╔══

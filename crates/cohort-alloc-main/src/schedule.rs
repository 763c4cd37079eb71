// Copyright (c) 2025 Felix Kahle.
//
// Permission is hereby granted, free of charge, to any person obtaining
// a copy of this software and associated documentation files (the
// "Software"), to deal in the Software without restriction, including
// without limitation the rights to use, copy, modify, merge, publish,
// distribute, sublicense, and/or sell copies of the Software, and to
// permit persons to whom the Software is furnished to do so, subject to
// the following conditions:
//
// The above copyright notice and this permission notice shall be
// included in all copies or substantial portions of the Software.
//
// THE SOFTWARE IS PROVIDED "AS IS", WITHOUT WARRANTY OF ANY KIND,
// EXPRESS OR IMPLIED, INCLUDING BUT NOT LIMITED TO THE WARRANTIES OF
// MERCHANTABILITY, FITNESS FOR A PARTICULAR PURPOSE AND
// NONINFRINGEMENT. IN NO EVENT SHALL THE AUTHORS OR COPYRIGHT HOLDERS BE
// LIABLE FOR ANY CLAIM, DAMAGES OR OTHER LIABILITY, WHETHER IN AN ACTION
// OF CONTRACT, TORT OR OTHERWISE, ARISING FROM, OUT OF OR IN CONNECTION
// WITH THE SOFTWARE OR THE USE OR OTHER DEALINGS IN THE SOFTWARE.

use crate::{cli::ScheduleArgs, err::CliError};
use cohort_alloc_core::time::{TimeDelta, TimePoint};
use cohort_alloc_model::{
    calendar::DateAlignment,
    normalize::{FacilitatorTerms, Normalizer},
    partition::{partition_by_track, roster_for_track},
    poll::{Poll, from_minutes},
    prelude::*,
};
use cohort_alloc_solver::{
    candidates::GeneratorConfig,
    engine::{EngineConfig, EngineOutcome, schedule_cohorts},
    search::{SearchConfig, SearchStats},
};
use serde::{Deserialize, Serialize};
use std::{
    collections::{BTreeMap, HashMap},
    fs::File,
    io::{BufReader, BufWriter},
    path::Path,
};
use tracing::{info, instrument, warn};

#[derive(Debug, Clone, Deserialize)]
struct RosterEntry {
    capacity: u32,
    #[serde(default)]
    track: Option<String>,
}

#[derive(Debug, Clone, Deserialize)]
struct TrackEntry {
    target: usize,
    members: Vec<String>,
}

#[derive(Debug, Clone, Serialize)]
struct RunParams {
    min_size: usize,
    max_size: usize,
    block_minutes: i64,
    step_minutes: i64,
}

#[derive(Debug, Clone, Serialize)]
struct CohortEntry {
    start: String,
    end: String,
    facilitator: String,
    members: Vec<String>,
}

#[derive(Debug, Clone, Serialize)]
struct StatsEntry {
    candidates: usize,
    nodes: u64,
    backtracks: u64,
    elapsed_ms: u128,
}

#[derive(Debug, Clone, Serialize)]
struct GroupReport {
    track: Option<String>,
    requested: usize,
    cohorts: Vec<CohortEntry>,
    not_selected: Vec<String>,
    remaining_capacity: BTreeMap<String, u32>,
    stats: StatsEntry,
}

#[derive(Debug, Clone, Serialize)]
struct ScheduleReport {
    params: RunParams,
    groups: Vec<GroupReport>,
    not_in_any_track: Vec<String>,
    not_available: Vec<String>,
}

fn open(path: &Path) -> Result<BufReader<File>, CliError> {
    File::open(path)
        .map(BufReader::new)
        .map_err(|source| CliError::Io {
            path: path.to_path_buf(),
            source,
        })
}

fn read_json<D: for<'de> Deserialize<'de>>(path: &Path) -> Result<D, CliError> {
    serde_json::from_reader(open(path)?).map_err(|source| CliError::Json {
        path: path.to_path_buf(),
        source,
    })
}

fn read_poll(path: &Path) -> Result<Poll, CliError> {
    Poll::from_reader(open(path)?).map_err(|source| CliError::Poll {
        path: path.to_path_buf(),
        source,
    })
}

fn format_minutes(at: TimePoint<i64>, pattern: &str) -> String {
    from_minutes(at)
        .map(|t| t.format(pattern).to_string())
        .unwrap_or_else(|| at.to_string())
}

fn names<'a>(ids: impl IntoIterator<Item = &'a ParticipantId>) -> Vec<String> {
    ids.into_iter().map(|p| p.as_str().to_owned()).collect()
}

fn group_report(
    track: Option<&Track>,
    problem: &CohortProblem<i64>,
    outcome: &EngineOutcome<i64>,
) -> GroupReport {
    let schedule = outcome.schedule();
    let stats: &SearchStats = outcome.stats();
    GroupReport {
        track: track.map(|t| t.as_str().to_owned()),
        requested: problem.params().target_count(),
        cohorts: schedule
            .cohorts()
            .iter()
            .map(|c| CohortEntry {
                start: format_minutes(c.start_time(), "%Y-%m-%dT%H:%M"),
                end: format_minutes(c.end_time(), "%Y-%m-%dT%H:%M"),
                facilitator: c.facilitator().as_str().to_owned(),
                members: names(c.members()),
            })
            .collect(),
        not_selected: names(&schedule.unassigned(problem.availability())),
        remaining_capacity: schedule
            .iter_remaining_capacity()
            .map(|(f, c)| (f.as_str().to_owned(), c))
            .collect(),
        stats: StatsEntry {
            candidates: outcome.candidates(),
            nodes: stats.nodes,
            backtracks: stats.backtracks,
            elapsed_ms: stats.elapsed.as_millis(),
        },
    }
}

fn build_problem(
    available: AvailabilitySet<i64>,
    roster: Roster<i64>,
    window: &EventWindow<i64>,
    params: CohortParams<i64>,
) -> Result<CohortProblem<i64>, ProblemBuildError<i64>> {
    let mut builder = CohortProblemBuilder::new(params);
    builder
        .availability(available)?
        .roster(roster)?
        .window(window.clone());
    builder.build()
}

fn solve(
    track: Option<&Track>,
    problem: &CohortProblem<i64>,
    config: &EngineConfig<i64>,
) -> Result<GroupReport, CliError> {
    let outcome = schedule_cohorts(problem, config).map_err(|source| CliError::Schedule {
        track: track.map(|t| t.as_str().to_owned()),
        source,
    })?;
    check(track, problem, outcome.schedule())?;
    Ok(group_report(track, problem, &outcome))
}

fn check(
    track: Option<&Track>,
    problem: &CohortProblem<i64>,
    schedule: &Schedule<i64>,
) -> Result<(), CliError> {
    schedule.validate(problem).map_err(|source| {
        warn!(%source, "Schedule failed validation");
        CliError::Invalid {
            track: track.map(|t| t.as_str().to_owned()),
            source,
        }
    })
}

fn print_summary(report: &ScheduleReport, block_minutes: i64) {
    let mut text = String::new();
    for group in &report.groups {
        let label = group.track.as_deref().unwrap_or("Cohort");
        for (i, c) in group.cohorts.iter().enumerate() {
            text += &format!("{label} {}, {} to {}\n", i + 1, c.start, c.end);
            text += &c.members.join(", ");
            text += &format!("\nFacilitator: {}\n\n", c.facilitator);
        }
        if !group.not_selected.is_empty() {
            text += &format!("{label} applicants not included in cohorts:\n");
            for name in &group.not_selected {
                text += &format!("{name}\n");
            }
            text += "\n";
        }
    }
    if !report.not_in_any_track.is_empty() {
        text += "Applicants without a track:\n";
        for name in &report.not_in_any_track {
            text += &format!("{name}\n");
        }
        text += "\n";
    }
    if !report.not_available.is_empty() {
        text += &format!(
            "Applicants skipped for low availability (less than {block_minutes} minutes in one stretch):\n"
        );
        for name in &report.not_available {
            text += &format!("{name}\n");
        }
    }
    println!("{text}");
}

#[instrument(level = "info", skip_all)]
pub fn run(args: &ScheduleArgs) -> Result<(), CliError> {
    let block = TimeDelta::new(args.block_minutes);
    let params = CohortParams::new(args.min_size, args.max_size, block, args.target)?;
    let config = EngineConfig {
        generator: GeneratorConfig {
            step: TimeDelta::new(args.step_minutes),
            max_candidates: args.max_candidates,
        },
        search: SearchConfig {
            max_nodes: args.max_nodes,
            max_solver_time_ms: args.max_solver_time_ms,
        },
    };

    let participants = read_poll(&args.participants)?;
    let facilitators = read_poll(&args.facilitators)?;
    let window = participants.event_window();

    let facilitator_raw = if args.align_weekdays {
        let alignment = DateAlignment::new(facilitators.dates(), participants.dates())?;
        facilitators
            .raw_responses_aligned(&alignment)
            .map_err(|source| CliError::Poll {
                path: args.facilitators.clone(),
                source,
            })?
    } else {
        facilitators.raw_responses()
    };

    let entries: HashMap<String, RosterEntry> = read_json(&args.roster)?;
    let terms: HashMap<String, FacilitatorTerms> = entries
        .into_iter()
        .map(|(name, e)| {
            let terms = FacilitatorTerms {
                capacity: e.capacity,
                track: e.track.map(Track::from),
            };
            (name, terms)
        })
        .collect();

    let normalizer = Normalizer::new(block).with_skip_list(args.skip.iter().cloned());
    let normalized = normalizer.normalize_participants(&participants.raw_responses())?;
    let roster = normalizer.normalize_facilitators(&facilitator_raw, &terms)?;
    let (available, unavailable) = normalized.into_parts();
    info!(
        available = available.len(),
        unavailable = unavailable.len(),
        facilitators = roster.len(),
        "Inputs normalized"
    );

    let (groups, not_in_any_track) = match &args.tracks {
        None => {
            let problem = build_problem(available, roster, &window, params)?;
            (vec![solve(None, &problem, &config)?], Vec::new())
        }
        Some(path) => {
            let tracks: BTreeMap<String, TrackEntry> = read_json(path)?;
            let membership: HashMap<ParticipantId, Track> = tracks
                .iter()
                .flat_map(|(track, e)| {
                    e.members
                        .iter()
                        .map(move |m| (ParticipantId::new(m), Track::new(track)))
                })
                .collect();
            let partition = partition_by_track(&available, &membership)?;

            let mut groups = Vec::with_capacity(tracks.len());
            for (name, entry) in &tracks {
                let track = Track::new(name);
                let intake = partition
                    .group(name)
                    .cloned()
                    .unwrap_or_else(AvailabilitySet::new);
                let problem = build_problem(
                    intake,
                    roster_for_track(&roster, &track)?,
                    &window,
                    params.with_target_count(entry.target),
                )?;
                groups.push(solve(Some(&track), &problem, &config)?);
            }
            (groups, names(partition.remainder().ids()))
        }
    };

    let report = ScheduleReport {
        params: RunParams {
            min_size: args.min_size,
            max_size: args.max_size,
            block_minutes: args.block_minutes,
            step_minutes: args.step_minutes,
        },
        groups,
        not_in_any_track,
        not_available: names(&unavailable),
    };

    let file = File::create(&args.out).map_err(|source| CliError::Io {
        path: args.out.clone(),
        source,
    })?;
    serde_json::to_writer_pretty(BufWriter::new(file), &report).map_err(|source| {
        CliError::Json {
            path: args.out.clone(),
            source,
        }
    })?;

    print_summary(&report, args.block_minutes);
    info!(out = %args.out.display(), "Report written");
    Ok(())
}

#[cfg(test)]
mod tests {
    use super::*;
    use cohort_alloc_core::time::TimeInterval;

    fn ti(a: i64, b: i64) -> TimeInterval<i64> {
        TimeInterval::new(TimePoint::new(a), TimePoint::new(b))
    }

    fn problem() -> CohortProblem<i64> {
        let params = CohortParams::new(2, 3, TimeDelta::new(60), 1).unwrap();
        let mut b = CohortProblemBuilder::new(params);
        for name in ["a", "b", "late"] {
            let from = if name == "late" { 60 } else { 0 };
            b.add_participant(name, vec![ti(from, 120)]).unwrap();
        }
        b.add_facilitator(Facilitator::new("f", vec![ti(0, 120)], 1))
            .unwrap();
        b.add_day(ti(0, 120));
        b.build().unwrap()
    }

    #[test]
    fn test_check_accepts_valid_schedule() {
        let p = problem();
        let s = Schedule::new(
            vec![ScheduledCohort::new(
                ti(0, 60),
                vec![ParticipantId::new("a"), ParticipantId::new("b")],
                "f".into(),
            )],
            vec![("f".into(), 0)],
        );
        assert!(check(None, &p, &s).is_ok());
    }

    #[test]
    fn test_check_stops_on_invalid_schedule() {
        let p = problem();
        let s = Schedule::new(
            vec![ScheduledCohort::new(
                ti(0, 60),
                vec![ParticipantId::new("a"), ParticipantId::new("late")],
                "f".into(),
            )],
            vec![("f".into(), 0)],
        );
        let track = Track::new("fellows");
        match check(Some(&track), &p, &s) {
            Err(CliError::Invalid {
                track: Some(t),
                source: ScheduleValidationError::ParticipantUnavailable { .. },
            }) => assert_eq!(t, "fellows"),
            other => panic!("expected validation failure, got {other:?}"),
        }
    }
}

╚══

## [Try it]
Show every line in the entries above that contains the string "HashMap".

## [The completed task]
    collections::{BTreeMap, HashMap},
    let entries: HashMap<String, RosterEntry> = read_json(&args.roster)?;
    let terms: HashMap<String, FacilitatorTerms> = entries
            let membership: HashMap<ParticipantId, Track> = tracks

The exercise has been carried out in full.